20 June 2009

Graphic Equalization

The moisture in this air bleeds sound, resonance heavy,
scarcely able to carry these simple street musics.

Tongue numb, unresponsive to the glimmer of speech,
I find myself listening to the way I would have made these noises.

I imagine my posture: a stiff 45 degrees off true to favor my good left ear,
standing back away from but also leaning toward the sounds sprung from voices.

I am facing a grid of photographs; I am pretending to nearly touch the surface of these images;
I am looking at her reflection faintly hovering in the glass; I am pretending not to eavesdrop.

A light voice, singing, is refined when passed through the filter of these plaster motel walls;
it will become the essence of her voice and language an essential song.
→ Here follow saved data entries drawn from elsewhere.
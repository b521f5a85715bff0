//! Error types for log line parsing.

use crate::builder::InvariantViolation;
use crate::context::ParseContext;
use std::fmt;
use thiserror::Error;

/// Result type for log line parsing operations.
pub type Result<T> = std::result::Result<T, ParseError>;

/// Required envelope stages a line can fail at.
#[derive(Debug, Clone, Copy, PartialEq, Eq)]
pub enum Stage {
    Timestamp,
    Context,
    Operation,
    Namespace,
    EndOfLine,
}

impl fmt::Display for Stage {
    fn fmt(&self, f: &mut fmt::Formatter<'_>) -> fmt::Result {
        let name = match self {
            Stage::Timestamp => "timestamp",
            Stage::Context => "thread context",
            Stage::Operation => "operation",
            Stage::Namespace => "namespace",
            Stage::EndOfLine => "end of line",
        };
        f.write_str(name)
    }
}

/// Error type for log line parsing.
#[derive(Error, Debug, Clone, PartialEq, Eq)]
pub enum ParseError {
    /// A required envelope stage did not match.
    #[error("Expected {stage}{location}")]
    GrammarMismatch {
        stage: Stage,
        /// Zero-based byte offset where the stage was attempted.
        column: usize,
        location: String,
    },

    /// The input held more than one line.
    #[error("Unexpected line break{location}")]
    EmbeddedNewline { column: usize, location: String },

    /// The grammar drove the builder into an inconsistent state.
    #[error("Internal parser error: {0}")]
    Internal(#[from] InvariantViolation),
}

impl ParseError {
    pub(crate) fn mismatch(stage: Stage, column: usize, ctx: &ParseContext) -> Self {
        tracing::trace!(%stage, column, "line envelope mismatch");
        ParseError::GrammarMismatch {
            stage,
            column,
            location: ctx.loc_suffix(column),
        }
    }

    pub(crate) fn embedded_newline(column: usize, ctx: &ParseContext) -> Self {
        ParseError::EmbeddedNewline {
            column,
            location: ctx.loc_suffix(column),
        }
    }

    /// Zero-based column the error refers to, if it has one.
    pub fn column(&self) -> Option<usize> {
        match self {
            ParseError::GrammarMismatch { column, .. }
            | ParseError::EmbeddedNewline { column, .. } => Some(*column),
            ParseError::Internal(_) => None,
        }
    }

    /// The envelope stage that failed, for grammar mismatches.
    pub fn stage(&self) -> Option<Stage> {
        match self {
            ParseError::GrammarMismatch { stage, .. } => Some(*stage),
            _ => None,
        }
    }
}
//! Bayesian limits from a posterior tabulated on a uniform grid.
//!
//! The posterior `p(mu | data) ∝ L(data | mu) pi(mu)` is tabulated on a uniform
//! grid, normalized in log space against its maximum, integrated with composite
//! Simpson, and inverted by linear interpolation. The prior `pi` is flat unless
//! one is supplied through [`BayesCalculator::with_prior`].
//!
//! The grid is refined until it resolves the posterior: each pass locates the
//! support (where the posterior exceeds [`SUPPORT_CUTOFF`] of its peak) and the
//! next pass spends all [`GRID_STEPS`] intervals on it. Refinement stops once
//! the support spans at least [`MIN_SUPPORT_NODES`] nodes.

use std::sync::Arc;

use rayon::prelude::*;

use crate::calc::{LimitCalculator, check_cl, check_probability};
use crate::domain::Interval;
use crate::error::AppError;
use crate::math::{
    bounded_argmax, check_range, cumulative_simpson, lin_space, linear_interp, second_derivative, std_normal_quantile,
};
use crate::models::CountingModel;
use crate::prior::{FlatPrior, Prior};

/// Grid intervals per pass (even, for Simpson pairs).
pub const GRID_STEPS: usize = 4000;

/// Posterior values below this fraction of the peak are treated as outside the support.
pub const SUPPORT_CUTOFF: f64 = 1e-12;

/// Grid nodes the support must cover before the posterior is integrated.
pub const MIN_SUPPORT_NODES: usize = 200;

/// Narrowing passes allowed after the first scan.
pub const MAX_REFINEMENTS: usize = 12;

pub const DEFAULT_BAYES_CL: f64 = 0.90;

#[derive(Debug, Clone)]
pub struct BayesCalculator<M: CountingModel> {
    model: Arc<M>,
    prior: Arc<dyn Prior>,
    data: Vec<u64>,
    mu_min: f64,
    mu_max: f64,
    cl: f64,
    grid: Vec<f64>,
    /// Normalized posterior density at each grid node.
    density: Vec<f64>,
    /// Posterior CDF at each grid node; starts at 0 and ends at 1.
    cdf: Vec<f64>,
}

impl<M: CountingModel> BayesCalculator<M> {
    /// Flat-prior calculator.
    pub fn new(model: Arc<M>, data: Vec<u64>, mu_min: f64, mu_max: f64, cl: f64) -> Result<Self, AppError> {
        Self::with_prior(model, data, mu_min, mu_max, cl, Arc::new(FlatPrior))
    }

    pub fn with_prior(
        model: Arc<M>,
        data: Vec<u64>,
        mu_min: f64,
        mu_max: f64,
        cl: f64,
        prior: Arc<dyn Prior>,
    ) -> Result<Self, AppError> {
        check_range(mu_min, mu_max)?;
        check_cl(cl)?;

        let (grid, ln_p) = refine(model.as_ref(), prior.as_ref(), &data, mu_min, mu_max)?;
        let peak = peak_of(&ln_p)?;

        let y: Vec<f64> = ln_p.iter().map(|v| (v - peak).exp()).collect();
        let h = grid[1] - grid[0];
        let raw = cumulative_simpson(&y, h)?;
        let total = raw[raw.len() - 1];
        if !(total.is_finite() && total > 0.0) {
            return Err(AppError::computation(format!(
                "Posterior normalization is {total}; the posterior vanishes on [{mu_min}, {mu_max}]."
            )));
        }

        let density = y.iter().map(|v| v / total).collect();
        let cdf = raw.iter().map(|v| v / total).collect();

        Ok(Self {
            model,
            prior,
            data,
            mu_min,
            mu_max,
            cl,
            grid,
            density,
            cdf,
        })
    }

    /// Calculator for the model's observed counts at the default level.
    pub fn observed(model: Arc<M>, mu_min: f64, mu_max: f64) -> Result<Self, AppError> {
        let data = model.counts().to_vec();
        Self::new(model, data, mu_min, mu_max, DEFAULT_BAYES_CL)
    }

    /// Posterior quantile: the `mu` with `CDF(mu) = p`.
    pub fn quantile(&self, p: f64) -> Result<f64, AppError> {
        check_probability(p, "Quantile probability")?;
        let idx = self.cdf.partition_point(|&c| c < p);
        if idx == 0 {
            return Ok(self.grid[0]);
        }
        if idx >= self.cdf.len() {
            return Ok(self.grid[self.grid.len() - 1]);
        }
        Ok(linear_interp(
            (self.cdf[idx - 1], self.grid[idx - 1]),
            (self.cdf[idx], self.grid[idx]),
            p,
        ))
    }

    /// Equal-tailed credible interval at level `cl`.
    pub fn central_interval(&self, cl: f64) -> Result<Interval, AppError> {
        check_cl(cl)?;
        let alpha = 1.0 - cl;
        Ok(Interval {
            lower: self.quantile(alpha / 2.0)?,
            upper: self.quantile(1.0 - alpha / 2.0)?,
            cl,
        })
    }

    /// Posterior CDF at `mu`.
    pub fn cdf(&self, mu: f64) -> f64 {
        self.interpolate(&self.cdf, mu, 0.0, 1.0)
    }

    /// Normalized posterior density at `mu`; zero outside the support.
    pub fn posterior(&self, mu: f64) -> f64 {
        self.interpolate(&self.density, mu, 0.0, 0.0)
    }

    /// Mode of the posterior.
    pub fn map_estimate(&self) -> Result<f64, AppError> {
        let lo = self.grid[0];
        let hi = self.grid[self.grid.len() - 1];
        bounded_argmax(|mu| self.ln_posterior(mu), lo, hi, 200)
    }

    /// Uncertainty of the MAP estimate at level `cl`.
    ///
    /// The unnormalized `ln p` is treated as parabolic around its mode, so the
    /// result is `z / sqrt(-d2 ln p / dmu2)` with `z` the two-sided normal
    /// quantile `Phi^-1((1 + cl) / 2)`.
    pub fn map_uncertainty(&self, cl: f64) -> Result<f64, AppError> {
        check_cl(cl)?;
        let estimate = self.map_estimate()?;
        let lo = self.grid[0];
        let hi = self.grid[self.grid.len() - 1];
        let d2 = second_derivative(|mu| -self.ln_posterior(mu), estimate, lo, hi);
        if !(d2.is_finite() && d2 > 0.0) {
            return Err(AppError::computation(format!(
                "Posterior curvature at the MAP estimate {estimate} is {d2}; its uncertainty is undefined."
            )));
        }
        Ok(std_normal_quantile((1.0 + cl) / 2.0) / d2.sqrt())
    }

    /// Bayes-factor Z-value of the data for `mu` against `mu = 0`.
    pub fn zvalue(&self, mu: f64) -> Result<f64, AppError> {
        let ln_b10 = self.model.ln_likelihood(&self.data, mu)? - self.model.ln_likelihood(&self.data, 0.0)?;
        if !ln_b10.is_finite() {
            return Err(AppError::computation(format!(
                "Bayes factor for mu={mu} against mu=0 is not finite (ln B10 = {ln_b10})."
            )));
        }
        Ok(ln_b10.signum() * (2.0 * ln_b10.abs()).sqrt())
    }

    pub fn range(&self) -> (f64, f64) {
        (self.mu_min, self.mu_max)
    }

    /// Grid actually used for the posterior (the support after refinement).
    pub fn grid(&self) -> &[f64] {
        &self.grid
    }

    pub fn prior(&self) -> &Arc<dyn Prior> {
        &self.prior
    }

    /// Unnormalized `ln L + ln pi`; NaN is mapped to `-inf`.
    fn ln_posterior(&self, mu: f64) -> f64 {
        ln_posterior_at(self.model.as_ref(), self.prior.as_ref(), &self.data, mu).unwrap_or(f64::NEG_INFINITY)
    }

    fn interpolate(&self, values: &[f64], mu: f64, below: f64, above: f64) -> f64 {
        let last = self.grid.len() - 1;
        if mu < self.grid[0] {
            return below;
        }
        if mu > self.grid[last] {
            return above;
        }
        let idx = self.grid.partition_point(|&x| x < mu).clamp(1, last);
        linear_interp(
            (self.grid[idx - 1], values[idx - 1]),
            (self.grid[idx], values[idx]),
            mu,
        )
    }
}

impl<M: CountingModel> LimitCalculator for BayesCalculator<M> {
    fn data(&self) -> &[u64] {
        &self.data
    }

    fn cl(&self) -> f64 {
        self.cl
    }

    fn percentile(&self, p: f64) -> Result<f64, AppError> {
        self.quantile(p)
    }

    fn zvalue(&self, mu: f64) -> Result<f64, AppError> {
        BayesCalculator::zvalue(self, mu)
    }

    fn refit(&self, data: Vec<u64>) -> Result<Self, AppError> {
        Self::with_prior(
            Arc::clone(&self.model),
            data,
            self.mu_min,
            self.mu_max,
            self.cl,
            Arc::clone(&self.prior),
        )
    }

    fn model(&self) -> &dyn CountingModel {
        self.model.as_ref()
    }
}

/// Rescan narrower grids until the posterior support covers
/// [`MIN_SUPPORT_NODES`] nodes or fills the whole grid.
fn refine<M: CountingModel>(
    model: &M,
    prior: &dyn Prior,
    data: &[u64],
    mu_min: f64,
    mu_max: f64,
) -> Result<(Vec<f64>, Vec<f64>), AppError> {
    let ln_cut = SUPPORT_CUTOFF.ln();
    let (mut lo, mut hi) = (mu_min, mu_max);
    let mut passes = 0;
    loop {
        let grid = lin_space(lo, hi, GRID_STEPS)?;
        let ln_p = scan(model, prior, data, &grid)?;
        let peak = peak_of(&ln_p)?;

        let first = ln_p.iter().position(|v| v - peak > ln_cut).unwrap_or(0);
        let last = ln_p.iter().rposition(|v| v - peak > ln_cut).unwrap_or(GRID_STEPS);
        let nodes = last - first + 1;
        let next_lo = grid[first.saturating_sub(1)];
        let next_hi = grid[(last + 1).min(GRID_STEPS)];

        let narrower = next_lo > lo || next_hi < hi;
        if !narrower || (passes > 0 && nodes >= MIN_SUPPORT_NODES) {
            tracing::debug!(lo, hi, nodes, passes, "bayes: posterior grid resolved");
            return Ok((grid, ln_p));
        }
        if passes == MAX_REFINEMENTS {
            return Err(AppError::computation(format!(
                "Posterior support on [{mu_min}, {mu_max}] is unresolved after {passes} refinements \
                 ({nodes} nodes on [{lo}, {hi}])."
            )));
        }
        passes += 1;
        tracing::debug!(lo = next_lo, hi = next_hi, nodes, "bayes: narrowing grid to posterior support");
        lo = next_lo;
        hi = next_hi;
    }
}

fn ln_posterior_at<M: CountingModel>(model: &M, prior: &dyn Prior, data: &[u64], mu: f64) -> Result<f64, AppError> {
    let ln_pi = prior.ln_density(mu);
    if ln_pi == f64::NEG_INFINITY {
        return Ok(f64::NEG_INFINITY);
    }
    let v = model.ln_likelihood(data, mu)? + ln_pi;
    Ok(if v.is_nan() { f64::NEG_INFINITY } else { v })
}

/// `ln L + ln pi` at every grid node.
fn scan<M: CountingModel>(model: &M, prior: &dyn Prior, data: &[u64], grid: &[f64]) -> Result<Vec<f64>, AppError> {
    grid.par_iter()
        .map(|&mu| ln_posterior_at(model, prior, data, mu))
        .collect()
}

fn peak_of(ln_l: &[f64]) -> Result<f64, AppError> {
    let peak = ln_l.iter().copied().fold(f64::NEG_INFINITY, f64::max);
    if !peak.is_finite() {
        return Err(AppError::computation(
            "Posterior is zero (or infinite) everywhere on the scan range; it is undefined.",
        ));
    }
    Ok(peak)
}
I guess I have been muttering aloud, a series of inflected rehearsals, trying things out, seeing how things sound.
I guess I've got something to say.

There was a time when my ears were much, much sharper than this,
when I could hear the spiky sonar of feeding, flying bats and the friction gravel made underfoot one hundred yards away.

I volunteer to blow up balloons for the big dance and into each I breathed a single word to later stare
at the pieces of my story woven into ropes and arches and carefully unlocked blossoms.

1 comment:

  1. Sound and movement in this a faint squint to sliver through the crack under the door. The last stanza weaves it together and unravels the mind at the same time.